元高校球児のティモンディ お笑いネタも直球で勝負

甲子園常連の名門校・済美高校野球部出身のティモンディ。2019年に『ゴッドタン』(テレビ東京系)の企画「この若手知ってんのか!?」や『アメトーーク!』(テレビ朝日系)の「スポーツ推薦芸人」で注目されて以降、様々なバラエティーで目にするようになった。
とりわけ活躍が目立つのは、身長188センチ、体重90キロで、オレンジ色の衣装がトレードマークの高岸宏行だ。今でも球速150キロを投げられる身体能力の持ち主で、どんな場面でもたっぷりと時間をかけてポジティブなワードを繰り出す姿が笑いを誘う。ブルーの衣装が鮮やかな相方の前田裕太は「高岸の良さを1番知っている僕が、まずは彼の魅力を伝えていきたい」と意気込む。
済美高校の寮で同級生として出会った2人。仲良くなったきっかけは、07年に『M-1グランプリ』で優勝したサンドウィッチマンの話題で「入寮した初日に盛り上がった」(高岸)という。その後、サンドをはじめとする"芸人"の存在が2人にとってさらに大きなものとなったのは、東日本大震災直後のことだった。「ちょうどそれぞれが大学に進学するタイミングだったんですが、サンドさんの復興活動を見て、お笑い芸人ってすごい職業だなという話を2人でしたのを覚えています」(前田)。
野球でプロの道に進めなかった2人は、15年1月にコンビを結成。「子どもの頃からの夢だった、プロ野球でみなさんに勇気を与えることはかなわなかったけど、他の方法で何かできないかと考えたときに、サンドさんのことを思い出したんです。それで大学を卒業する年に、僕から前田を誘ってコンビを組むことにしました」(高岸)。
野球一筋だった2人だけに、芸人を目指すために何をしたらいいかが最初は分からず、「コンビを組んでから1カ月くらいは、池袋の東武百貨店の屋上で、手探りでネタ合わせをしていました」(前田)。やがて、憧れのサンドウィッチマンが所属するグレープカンパニーがオーディションを実施していることを知った2人はすぐに応募し、そのまま合格。「正直、人に見せられるようなネタではなく、面接の作家さんも笑っていなかったんですが、体も大きいしと、スポーツ選手的な扱いで取ってくれたようです(笑)」(前田)、「声は出てるね、とは言ってくださいました」(高岸)。

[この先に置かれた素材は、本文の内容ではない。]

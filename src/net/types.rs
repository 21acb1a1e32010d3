//! Wire DTOs for the follow-up backend.
//!
//! DESIGN
//! ======
//! Response types are lenient: optional fields default, unknown fields are
//! ignored, and `custom_questions` accepts every shape the backend has stored.

#[cfg(test)]
#[path = "types_test.rs"]
mod types_test;

use serde::{Deserialize, Deserializer, Serialize};

pub use crate::state::session::User;

/// Patient cohort the follow-up call is tailored to.
#[derive(Clone, Copy, Debug, Default, PartialEq, Eq, Serialize, Deserialize)]
#[serde(rename_all = "lowercase")]
pub enum PatientType {
    #[default]
    Opd,
    Discharged,
}

impl PatientType {
    pub fn as_str(self) -> &'static str {
        match self {
            Self::Opd => "opd",
            Self::Discharged => "discharged",
        }
    }

    pub fn label(self) -> &'static str {
        match self {
            Self::Opd => "OPD",
            Self::Discharged => "Discharged",
        }
    }

    /// Parse a `<select>` value; anything unrecognized is OPD.
    pub fn from_form_value(raw: &str) -> Self {
        if raw.eq_ignore_ascii_case("discharged") { Self::Discharged } else { Self::Opd }
    }
}

/// Languages offered for the follow-up call, as `(value, label)` pairs.
pub const LANGUAGES: [(&str, &str); 6] = [
    ("english", "English"),
    ("hindi", "Hindi"),
    ("marathi", "Marathi"),
    ("tamil", "Tamil"),
    ("telugu", "Telugu"),
    ("spanish", "Spanish"),
];

/// Per-patient custom questions asked during the follow-up call.
#[derive(Clone, Debug, Default, PartialEq, Eq, Serialize)]
#[serde(transparent)]
pub struct CustomQuestions(pub Vec<String>);

impl CustomQuestions {
    pub fn as_slice(&self) -> &[String] {
        &self.0
    }
}

impl<'de> Deserialize<'de> for CustomQuestions {
    fn deserialize<D>(deserializer: D) -> Result<Self, D::Error>
    where
        D: Deserializer<'de>,
    {
        #[derive(Deserialize)]
        #[serde(untagged)]
        enum Raw {
            List(Vec<String>),
            Text(String),
        }

        let parsed = match Option::<Raw>::deserialize(deserializer)? {
            None => Vec::new(),
            Some(Raw::List(items)) => items,
            Some(Raw::Text(text)) => crate::util::questions::parse_numbered(&text),
        };
        Ok(Self(parsed))
    }
}

/// A patient as listed by `GET /patients`.
#[derive(Clone, Debug, PartialEq, Eq, Serialize, Deserialize)]
pub struct Patient {
    pub id: i64,
    pub name: String,
    pub phone: String,
    #[serde(default)]
    pub age: Option<u32>,
    #[serde(default)]
    pub language: String,
    #[serde(default)]
    pub patient_type: PatientType,
    #[serde(default)]
    pub custom_questions: CustomQuestions,
}

/// Body of `POST /patients`.
#[derive(Clone, Debug, PartialEq, Eq, Serialize)]
pub struct NewPatient {
    pub name: String,
    pub phone: String,
    pub age: u32,
    pub language: String,
    pub patient_type: PatientType,
}

/// Body of `PUT /patients/{id}`.
#[derive(Clone, Debug, PartialEq, Eq, Serialize)]
pub struct PatientUpdate {
    pub name: String,
    pub phone: String,
    pub age: u32,
    pub language: String,
    pub patient_type: PatientType,
}

/// Body of `POST /patients/{id}/questions`.
#[derive(Clone, Debug, PartialEq, Eq, Serialize)]
pub struct QuestionsPayload<'a> {
    pub questions: &'a [String],
}

/// Response of `/auth/signup` and `/auth/login`.
#[derive(Clone, Debug, Default, PartialEq, Eq, Deserialize)]
pub struct AuthResponse {
    #[serde(default)]
    pub access_token: Option<String>,
    #[serde(default)]
    pub user: Option<User>,
    /// Signup only: whether the hospital name created a new hospital.
    #[serde(default)]
    pub new_hospital: bool,
}

/// One entry of `GET /patients/{id}/calls`.
#[derive(Clone, Debug, PartialEq, Deserialize)]
pub struct CallRecord {
    pub id: i64,
    #[serde(default)]
    pub status: Option<String>,
    #[serde(default)]
    pub created_at: Option<String>,
    #[serde(default)]
    pub duration: Option<f64>,
    #[serde(default)]
    pub summary: Option<String>,
}

/// Response of `GET /calls/{id}`.
#[derive(Clone, Debug, PartialEq, Deserialize)]
pub struct CallDetail {
    pub id: i64,
    #[serde(default)]
    pub transcript: Option<String>,
    #[serde(flatten)]
    pub extra: serde_json::Map<String, serde_json::Value>,
}

/// Response of `POST /dial`; shape is backend-defined.
pub type DialResponse = serde_json::Value;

知名度が上がり、街でも声をかけられるようになったが「野球に例えると高校の地方予選くらい」(前田)、「まだブルペンにも入っていません」(高岸)と。前田が「芸人という職業を意識するようになったのは『M-1』がきっかけでもあるので、『M-1』で勝ち上がれるように頑張りたい。でもまだ結果を出せていなくて……」と語ると「だからこそ、とにかく一生懸命に、どの仕事もベストを尽くすしかないんです!」と高岸は得意のポジティブシンキングな言葉に熱を込めた。

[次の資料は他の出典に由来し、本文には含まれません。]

impl Sequencer {
    /// Runs one exchange, retrying on timeout.
    fn transact<T: Transport + ?Sized>(
        transport: &mut T,
        session: &mut SensorSession,
        frame: &RawFrame,
    ) -> Result<Reply> {
        let attempts = session.retries.saturating_add(1);
        for attempt in 1..=attempts {
            session.dump(">>", &frame.to_bytes());
            let result = match session.enable_line.as_mut() {
                Some(line) => {
                    let _guard = EnableGuard::new(line.as_mut());
                    transport.transact(frame)
                }
                None => transport.transact(frame),
            };
            match result {
                Ok(reply) => {
                    session.dump("<<", &reply.to_bytes(frame.slave));
                    return Ok(reply);
                }
                Err(TransportError::Timeout) => {
                    warn!(
                        "Timeout from slave {:#04x} (attempt {attempt}/{attempts})",
                        frame.slave
                    );
                }
                Err(TransportError::Exception(exception)) => {
                    return Err(Error::Exception(exception))
                }
                Err(TransportError::Protocol(reason)) => {
                    return Err(Mismatch::Malformed(reason).into())
                }
                Err(TransportError::Io(err)) => return Err(Error::Io(err)),
            }
        }
        Err(Error::Timeout { attempts })
    }

    /// Reads the registers of `operation` and decodes them.
    fn read_and_decode<T, V, F>(
        transport: &mut T,
        session: &mut SensorSession,
        slave: u8,
        operation: RegisterOperation,
        decoder: F,
    ) -> Result<V>
    where
        T: Transport + ?Sized,
        F: FnOnce(&RegisterEntry, &[u16]) -> std::result::Result<V, Mismatch>,
    {
        let entry = registry::resolve(session.model, operation)?;
        debug!("{} {operation} from {slave:#04x}", session.model);
        let frame = RawFrame {
            slave,
            request: Request::ReadHoldingRegisters {
                address: entry.address,
                quantity: entry.count,
            },
        };
        match Self::transact(transport, session, &frame)? {
            Reply::Registers(words) if words.len() == entry.count as usize => {
                Ok(decoder(entry, &words)?)
            }
            Reply::Registers(words) => Err(Mismatch::RegisterCount {
                expected: entry.count,
                actual: words.len(),
            }
            .into()),
            other => Err(Mismatch::FunctionCode {
                expected: proto::READ_HOLDING_REGISTERS,
                actual: other.function_code(),
            }
            .into()),
        }
    }

    /// Writes `value` to the single register of `entry` and checks the echo.
    fn write_single<T: Transport + ?Sized>(
        transport: &mut T,
        session: &mut SensorSession,
        entry: &RegisterEntry,
        value: u16,
    ) -> Result<()> {
        debug!("{} {} to {}", session.model, entry.operation, session.address);
        let frame = RawFrame {
            slave: *session.address,
            request: Request::WriteSingleRegister {
                address: entry.address,
                value,
            },
        };
        match Self::transact(transport, session, &frame)? {
            Reply::WriteSingleRegister(address, echoed)
                if address == entry.address && echoed == value =>
            {
                Ok(())
            }
            Reply::WriteSingleRegister(address, echoed) => Err(Mismatch::Echo {
                expected: (entry.address, value),
                actual: (address, echoed),
            }
            .into()),
            other => Err(Mismatch::FunctionCode {
                expected: proto::WRITE_SINGLE_REGISTER,
                actual: other.function_code(),
            }
            .into()),
        }
    }

    /// Writes `values` starting at the register of `entry` and checks the echo.
    ///
    /// An empty `values` sends the vendor trigger command.
    fn write_multiple<T: Transport + ?Sized>(
        transport: &mut T,
        session: &mut SensorSession,
        entry: &RegisterEntry,
        values: Vec<u16>,
    ) -> Result<()> {
        debug!("{} {} to {}", session.model, entry.operation, session.address);
        let quantity = values.len() as u16;
        let frame = RawFrame {
            slave: *session.address,
            request: Request::WriteMultipleRegisters {
                address: entry.address,
                values,
            },
        };
        match Self::transact(transport, session, &frame)? {
            Reply::WriteMultipleRegisters(address, echoed)
                if address == entry.address && echoed == quantity =>
            {
                Ok(())
            }
            Reply::WriteMultipleRegisters(address, echoed) => Err(Mismatch::Echo {
                expected: (entry.address, quantity),
                actual: (address, echoed),
            }
            .into()),
            other => Err(Mismatch::FunctionCode {
                expected: proto::WRITE_MULTIPLE_REGISTERS,
                actual: other.function_code(),
            }
            .into()),
        }
    }

    fn trigger<T: Transport + ?Sized>(
        transport: &mut T,
        session: &mut SensorSession,
        operation: RegisterOperation,
    ) -> Result<()> {
        let entry = registry::resolve(session.model, operation)?;
        Self::write_multiple(transport, session, entry, Vec::new())
    }

    /// Encodes `values` as the floats `operation` expects and writes them.
    fn write_floats<T: Transport + ?Sized>(
        transport: &mut T,
        session: &mut SensorSession,
        operation: RegisterOperation,
        values: &[f32],
    ) -> Result<()> {
        let entry = registry::resolve(session.model, operation)?;
        let expected = match entry.encoding {
            Encoding::Float32(count) => count as usize,
            _ => entry.count as usize / codec::FLOAT_REGISTERS,
        };
        let words = codec::encode_coefficients(values, expected)?;
        Self::write_multiple(transport, session, entry, words)
    }

    fn read_single_float<T: Transport + ?Sized>(
        transport: &mut T,
        session: &mut SensorSession,
        operation: RegisterOperation,
    ) -> Result<f32> {
        let slave = *session.address;
        Self::read_and_decode(transport, session, slave, operation, |_, words| {
            Ok(codec::decode_floats(words, 1)?[0])
        })
    }

    /// Returns the model the session was created with. No I/O.
    pub fn model(session: &SensorSession) -> SensorModel {
        session.model
    }

    /// Reads the serial number.
    pub fn read_serial_number<T: Transport + ?Sized>(
        transport: &mut T,
        session: &mut SensorSession,
    ) -> Result<String> {
        let slave = *session.address;
        Self::read_and_decode(
            transport,
            session,
            slave,
            RegisterOperation::SerialNumber,
            |_, words| Ok(codec::decode_ascii(words)),
        )
    }

    /// Reads the hardware and software version.
    pub fn read_version<T: Transport + ?Sized>(
        transport: &mut T,
        session: &mut SensorSession,
    ) -> Result<Version> {
        let slave = *session.address;
        Self::read_and_decode(
            transport,
            session,
            slave,
            RegisterOperation::Version,
            |_, words| Version::decode_from_holding_registers(words),
        )
    }

    /// Reads the slave address the sensor is configured with.
    ///
    /// The request goes to [`proto::BROADCAST_SLAVE`], so only one sensor may be
    /// connected to the bus. A reported address outside 1-247 is a framing mismatch.
    pub fn read_slave_id<T: Transport + ?Sized>(
        transport: &mut T,
        session: &mut SensorSession,
    ) -> Result<Address> {
        Self::read_and_decode(
            transport,
            session,
            proto::BROADCAST_SLAVE,
            RegisterOperation::ReadSlaveId,
            |_, words| Address::decode_from_register(words[0]),
        )
    }

    /// Changes the slave address of the sensor.
    ///
    /// On success the session uses `new_address` for every following operation. On
    /// failure the session address is left unchanged.
    pub fn set_slave_id<T: Transport + ?Sized>(
        transport: &mut T,
        session: &mut SensorSession,
        new_address: Address,
    ) -> Result<()> {
        let entry = registry::resolve(session.model, RegisterOperation::WriteSlaveId)?;
        Self::write_single(
            transport,
            session,
            entry,
            new_address.encode_for_write_register(),
        )?;
        info!(
            "Slave address changed from {} to {new_address}",
            session.address
        );
        session.address = new_address;
        Ok(())
    }

    /// Tells the sensor to start measuring.
    pub fn start_measurement<T: Transport + ?Sized>(
        transport: &mut T,
        session: &mut SensorSession,
    ) -> Result<()> {
        Self::trigger(transport, session, RegisterOperation::StartMeasurement)
    }

    /// Tells the sensor to stop measuring.
    pub fn stop_measurement<T: Transport + ?Sized>(
        transport: &mut T,
        session: &mut SensorSession,
    ) -> Result<()> {
        Self::trigger(transport, session, RegisterOperation::StopMeasurement)
    }

    /// Reads every field of the primary value block the model defines.
    pub fn read_values<T: Transport + ?Sized>(
        transport: &mut T,
        session: &mut SensorSession,
    ) -> Result<Measurement> {
        let slave = *session.address;
        Self::read_and_decode(
            transport,
            session,
            slave,
            RegisterOperation::PrimaryValues,
            |entry, words| match entry.encoding {
                Encoding::Measurement(layout) => Measurement::decode(layout, words),
                _ => Err(Mismatch::Malformed(format!(
                    "{:?} is not a measurement block",
                    entry.encoding
                ))),
            },
        )
    }

    /// Reads the temperature in °C.
    pub fn read_temperature<T: Transport + ?Sized>(
        transport: &mut T,
        session: &mut SensorSession,
    ) -> Result<f32> {
        Self::read_single_float(transport, session, RegisterOperation::Temperature)
    }

    /// Reads the raw electrode potential in mV.
    pub fn read_potential<T: Transport + ?Sized>(
        transport: &mut T,
        session: &mut SensorSession,
    ) -> Result<f32> {
        Self::read_single_float(transport, session, RegisterOperation::Potential)
    }

    /// Reads the K/B calibration constants.
    pub fn read_calibration<T: Transport + ?Sized>(
        transport: &mut T,
        session: &mut SensorSession,
    ) -> Result<Calibration> {
        let slave = *session.address;
        Self::read_and_decode(
            transport,
            session,
            slave,
            RegisterOperation::ReadCalibration,
            |_, words| Calibration::decode_from_holding_registers(words),
        )
    }

    /// Writes the K/B calibration constants.
    pub fn set_calibration<T: Transport + ?Sized>(
        transport: &mut T,
        session: &mut SensorSession,
        calibration: Calibration,
    ) -> Result<()> {
        Self::write_floats(
            transport,
            session,
            RegisterOperation::WriteCalibration,
            &[calibration.k, calibration.b],
        )
    }

    /// Writes the eight cap coefficients K0 to K7 of a dissolved oxygen sensor.
    pub fn set_cap_coefficients<T: Transport + ?Sized>(
        transport: &mut T,
        session: &mut SensorSession,
        coefficients: &[f32],
    ) -> Result<()> {
        Self::write_floats(
            transport,
            session,
            RegisterOperation::WriteCapCoefficients,
            coefficients,
        )
    }

    /// Writes the six pH calibration coefficients K1 to K6.
    pub fn set_ph_calibration<T: Transport + ?Sized>(
        transport: &mut T,
        session: &mut SensorSession,
        coefficients: &[f32],
    ) -> Result<()> {
        Self::write_floats(
            transport,
            session,
            RegisterOperation::WritePhCalibration,
            coefficients,
        )
    }

    /// Submits the pH value of the standard the sensor is currently immersed in.
    pub fn submit_ph_calibration_point<T: Transport + ?Sized>(
        transport: &mut T,
        session: &mut SensorSession,
        ph: f32,
    ) -> Result<()> {
        let entry = registry::resolve(session.model, RegisterOperation::PhCalibrationPoint)?;
        if !(0.0..=14.0).contains(&ph) {
            return Err(ValidationError::PhOutOfRange(ph).into());
        }
        let words = codec::encode_floats(&[ph])?;
        Self::write_multiple(transport, session, entry, words)
    }

    /// Reads the status of the last pH calibration.
    pub fn read_ph_calibration_status<T: Transport + ?Sized>(
        transport: &mut T,
        session: &mut SensorSession,
    ) -> Result<CalibrationStatus> {
        let slave = *session.address;
        Self::read_and_decode(
            transport,
            session,
            slave,
            RegisterOperation::PhCalibrationStatus,
            |_, words| CalibrationStatus::decode_from_holding_registers(words),
        )
    }

    /// Runs the cleaning brush once. One sweep takes about 10 seconds.
    ///
    /// Requires hardware Rev1.0 and software Rev1.7 or later.
    pub fn activate_brush<T: Transport + ?Sized>(
        transport: &mut T,
        session: &mut SensorSession,
    ) -> Result<()> {
        Self::trigger(transport, session, RegisterOperation::ActivateBrush)
    }

    /// Reads how often the brush runs while the sensor is powered.
    pub fn read_brush_interval<T: Transport + ?Sized>(
        transport: &mut T,
        session: &mut SensorSession,
    ) -> Result<BrushInterval> {
        let slave = *session.address;
        Self::read_and_decode(
            transport,
            session,
            slave,
            RegisterOperation::ReadBrushInterval,
            |_, words| BrushInterval::decode_from_holding_registers(words),
        )
    }

    /// Sets how often the brush runs while the sensor is powered.
    pub fn set_brush_interval<T: Transport + ?Sized>(
        transport: &mut T,
        session: &mut SensorSession,
        interval: BrushInterval,
    ) -> Result<()> {
        let entry = registry::resolve(session.model, RegisterOperation::WriteBrushInterval)?;
        Self::write_single(
            transport,
            session,
            entry,
            interval.encode_for_write_register(),
        )
    }
}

目標は「共演者さんの良さを引き出せる芸人になりたい」と前田。高岸が「どんなに大変な状況でも、みなさんを前向きな気持ちにさせられる芸人になるのが夢」と語ると、前田は「高岸にとって芸人は人を応援する仕事という認識らしいです」と小さく笑った。
さらに、もう1つの目標として「プロ野球の始球式で高岸が投げること」を挙げた前田。こちらはプロ野球が再開した暁には、きっと達成できるはずだ。明るく真っすぐな直球勝負の芸風で世の中を盛り上げてくれることに期待したい。